Depuis
dix ans, Bruno Bonomo (Silvio Orlando) n'a pas produit un film, n'a
pas tourné un seul plan et n'a mené aucun projet personnel à
terme. Jadis, quand le cinéma italien était florissant, Bruno était
le chantre de la série B avec des films fauchés (on imagine en tout
cas), où il mêle la politique (Mao Tsé-toung) et le cinéma de
genre (un film d'action), tel « Cataractes », Cataratte
en italien (on est pas loin de karaté), dont on aperçoit la scène
finale dans un cinéma où un hommage est rendu à Bruno. Son hôte
vante le courage et la force du producteur qui a lutté pendant des
années contre la tyrannie du cinéma d'auteur. En 2006, quand Le
Caïman est présenté à Cannes et sort en France, Nanni Moretti
EST le cinéma italien. Tous les films italiens qui sortent depuis
Journal intime sont jugés à l'aune du cinéma de Nanni
Moretti. C'est de cette tyrannie dont parle l'animateur de cette
séance où est présenté Cataractes.
Alors
qu'a fait Bruno depuis dix ans.

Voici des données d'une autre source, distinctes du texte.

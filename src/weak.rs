//! `WeakHandle`: a non-owning observer of a shared block.
//!
//! Weak handles count only toward the weak count and never keep the managed
//! value alive. They read the strong count after it reaches zero — the
//! block's memory outlives the last owner for exactly as long as observers
//! remain — which is how expiry and lock failure are implemented.

use std::fmt;
use std::rc::Rc;

use crate::control_block::ControlBlock;
use crate::count::{Token, WeakKind};
use crate::shared::SharedHandle;

/// A non-owning observer that can attempt to promote itself back into an
/// owning [`SharedHandle`] while the value is still alive.
pub struct WeakHandle<T> {
    attachment: Option<Attachment<T>>,
}

struct Attachment<T> {
    block: Rc<ControlBlock<T>>,
    token: Token<WeakKind>,
}

impl<T> WeakHandle<T> {
    /// Create an empty observer, attached to nothing.
    pub fn empty() -> Self {
        Self { attachment: None }
    }

    /// Wrap an already-acquired observer share. Used by
    /// `SharedHandle::downgrade` and `Clone`.
    pub(crate) fn attach(block: Rc<ControlBlock<T>>, token: Token<WeakKind>) -> Self {
        Self {
            attachment: Some(Attachment { block, token }),
        }
    }

    /// True iff a block is attached. An attached observer may still be
    /// expired; see [`expired`](Self::expired).
    pub fn is_valid(&self) -> bool {
        self.attachment.is_some()
    }

    /// True when there is nothing left to lock: no block attached, or the
    /// attached block's strong count has reached zero.
    pub fn expired(&self) -> bool {
        self.attachment
            .as_ref()
            .map_or(true, |a| a.block.strong_count() == 0)
    }

    /// Promote this observer into a new owning handle, or `None` if the
    /// value is already gone. A successful lock raises the strong count by
    /// one; a failed lock touches nothing.
    ///
    /// Check-then-acquire is sound here: mutation is single-threaded, so no
    /// final decrement can land between the expiry check and the acquire.
    pub fn lock(&self) -> Option<SharedHandle<T>> {
        let a = self.attachment.as_ref()?;
        if a.block.strong_count() == 0 {
            return None;
        }
        Some(SharedHandle::attach(a.block.clone(), a.block.acquire_strong()))
    }

    /// Detach from the block, returning the observer share. Idempotent; a
    /// reset observer never re-attaches.
    pub fn reset(&mut self) {
        if let Some(Attachment { block, token }) = self.attachment.take() {
            block.release_weak(token);
        }
    }

    /// Strong count of the attached block, or 0 when empty.
    pub fn use_count(&self) -> usize {
        self.attachment.as_ref().map_or(0, |a| a.block.strong_count())
    }

    /// Weak count of the attached block, or 0 when empty.
    pub fn weak_count(&self) -> usize {
        self.attachment.as_ref().map_or(0, |a| a.block.weak_count())
    }
}

impl<T> Clone for WeakHandle<T> {
    /// Derive another observer of the same block (increments the weak
    /// count). Cloning an empty observer yields an empty observer.
    fn clone(&self) -> Self {
        match &self.attachment {
            Some(a) => Self::attach(a.block.clone(), a.block.acquire_weak()),
            None => Self::empty(),
        }
    }
}

impl<T> Drop for WeakHandle<T> {
    fn drop(&mut self) {
        self.reset();
    }
}

impl<T> Default for WeakHandle<T> {
    fn default() -> Self {
        Self::empty()
    }
}

impl<T> fmt::Debug for WeakHandle<T> {
    fn fmt(&self, f: &mut fmt::Formatter<'_>) -> fmt::Result {
        f.debug_struct("WeakHandle")
            .field("valid", &self.is_valid())
            .field("expired", &self.expired())
            .field("use_count", &self.use_count())
            .field("weak_count", &self.weak_count())
            .finish()
    }
}
//! Rule compilation and scanner construction.

use anyhow::Context as _;
use cryptoscope_core::prelude::*;
use cryptoscope_rules::BundleRegistry;

/// Compiles the builtin catalog, minus any bundles or rules disabled by
/// configuration, plus the configuration's custom rules.
pub fn load_rules(config: &Config) -> anyhow::Result<RuleSet> {
    RuleSet::compile(&BundleRegistry::builtin(), config).context("compiling detection rules")
}

/// Builds a `Scanner` over the rules selected by `config`.
pub fn build_scanner(config: &Config) -> anyhow::Result<Scanner> {
    load_rules(config).map(Scanner::new)
}

/// Configures the global rayon thread pool with the requested number of
/// threads, if specified.
pub fn configure_thread_pool(concurrency: Option<usize>) -> anyhow::Result<()> {
    if let Some(n) = concurrency {
        rayon::ThreadPoolBuilder::new()
            .num_threads(n)
            .build_global()
            .context("failed to configure thread pool")?;
    }
    Ok(())
}
//! Go front-end: tree-sitter parsing and lowering into [`Tree`].
//!
//! The concrete syntax tree produced by `tree-sitter-go` is lowered into the
//! engine's closed node set. Lowering also resolves names: import aliases are
//! mapped to package paths, local variables are bound to symbols using
//! lexical block scoping, and every declaration, assignment, parameter and
//! read of a variable is recorded as a usage in source order.
//!
//! Source with syntax errors still lowers. Tree-sitter recovers around the
//! broken region and [`Tree::has_errors`] reports that recovery happened.

mod lower;

use std::cell::RefCell;

use tree_sitter::Parser;
#[cfg(feature = "tracing")]
use tracing::warn;

use crate::error::ParseError;
use crate::tree::Tree;

// `tree_sitter::Parser` is not `Send`, so each worker thread keeps its own.
thread_local! {
    static PARSER: RefCell<Option<Parser>> = const { RefCell::new(None) };
}

/// Parses Go source and lowers it into a [`Tree`].
///
/// Fails only when the grammar cannot be loaded or the parser yields no
/// tree at all. Syntax errors are tolerated.
pub fn parse(source: &str) -> Result<Tree, ParseError> {
    let parsed = PARSER.with(|cell| {
        let mut slot = cell.borrow_mut();
        if slot.is_none() {
            *slot = Some(new_parser()?);
        }
        Ok::<_, ParseError>(slot.as_mut().and_then(|parser| parser.parse(source, None)))
    })?;

    let Some(parsed) = parsed else {
        return Err(ParseError::Cancelled);
    };

    let tree = lower::lower(&parsed, source);

    #[cfg(feature = "tracing")]
    if tree.has_errors() {
        warn!(nodes = tree.len(), "source contains syntax errors; scanning the recovered tree");
    }

    Ok(tree)
}

fn new_parser() -> Result<Parser, ParseError> {
    let mut parser = Parser::new();
    parser
        .set_language(&tree_sitter_go::LANGUAGE.into())
        .map_err(|err| ParseError::Language(err.to_string()))?;
    Ok(parser)
}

Il a tenté de garder son studio où
il tourne ses films de série B. Pour faire marcher sa petite
entreprise, Bruno loue les locaux pour des tournages de télé-achat.
La télévision poubelle dont parlait Nanni Moretti dans Sogni
d'oro est devenue, bien malgré lui, le gagne-pain du producteur.
Sa fidèle assistante lui rappelle les dettes exorbitantes de la
boite et l'impatience du banquier. Bruno à une idée : raconter
le retour de Christophe Colomb sur la Niña. Un film maritime pour se
remettre à flot, judicieux ! Il suffira d'une maquette mais ce
sera un film sérieux qu'un de ses amis, un cinéaste d'un certain
âge réalisera, jusqu'à leur rupture. Non, une maquette de bateau
de 12 cm ça ne fera pas un joli navire du 15ème siècle. Le projet
tombe à l'eau, le réalisateur pressenti va tourner son film en
costumes avec un vrai décor, sur une vraie mer et avec l'acteur que
Bruno avait trouvé pour un autre projet.
Pendant
ses dix ans, Bruno a mené une vie de famille. Son actrice fétiche
est également son épouse. Paola (Margherita Buy) et Bruno ont deux
enfants. L'aîné joue au foot, ce qui met le père en transe à
chaque match. A la maison, les deux garçons jouent au légo, dont
ils étalent les pièces dans le salon. Bruno leur raconte chaque
soir les scénarios des films qu'il n'a jamais pu tourner depuis dix
ans, depuis qu'il est papa. Au centre de chaque récit, fantastique
et improbable, donc comique, Aidra le personnage féminin
sur-puissant que Paola incarnait au cinéma. Les deux gamins sont les
uniques spectateurs des productions de Bruno. Ils ignorent que leur
mère a été actrice, il ignorent aussi que les parents vont se
séparer. Bruno fait des crises de jalousie à Paola dès qu'il la
voit avec un homme, ce à quoi elle répond invariablement que tout
le monde sait qu'ils sont séparés, sauf lui. Bruno part chaque soir
dormir dans son studio, dans un petit lit.
Et
le soir dans ce lit, Bruno lit un scénario donné par Teresa
(Jasmine Trinca). Après bien des refus, elle soumet son projet à
Bruno. Ce dernier imagine un polar et Nanni Moretti met en forme la
vision de Bruno. Enthousiasmé, il soumet le projet à des amis qui
voient ce que Bruno n'a pas vu : ce scénario parle de
Berlusconi, l'unique sujet de conversation en l'Italie ces dix ans
écoulées. Et bientôt, plus personne ne veut mettre de l'argent
dans un tel film. Le Caïman procède à une phénoménale
mise en abyme où Nanni Moretti joue son propre rôle d'acteur qui
refuse puis accepte de jouer le Président du Conseil italien. La
lecture fantaisiste du scénario de Bruno se superpose à celle plus
réaliste de Teresa, qui va réaliser le film, et à des images
d'archive glaçantes de Berlusconi. Michele Placido incarne un
hilarant comédien narcissique qui parle de Gianmaria (Volonte) à
chaque phrase. Les jeunes réalisateurs italiens du moment (Matteo
Garrone, Paolo Sorrentino, Paolo Virzi) jouent des petits rôles,
comme pour rappeler que le cinéma italien ne se résume pas à
Moretti et que seul le cinéma pouvait faire un procès à
Berlusconi.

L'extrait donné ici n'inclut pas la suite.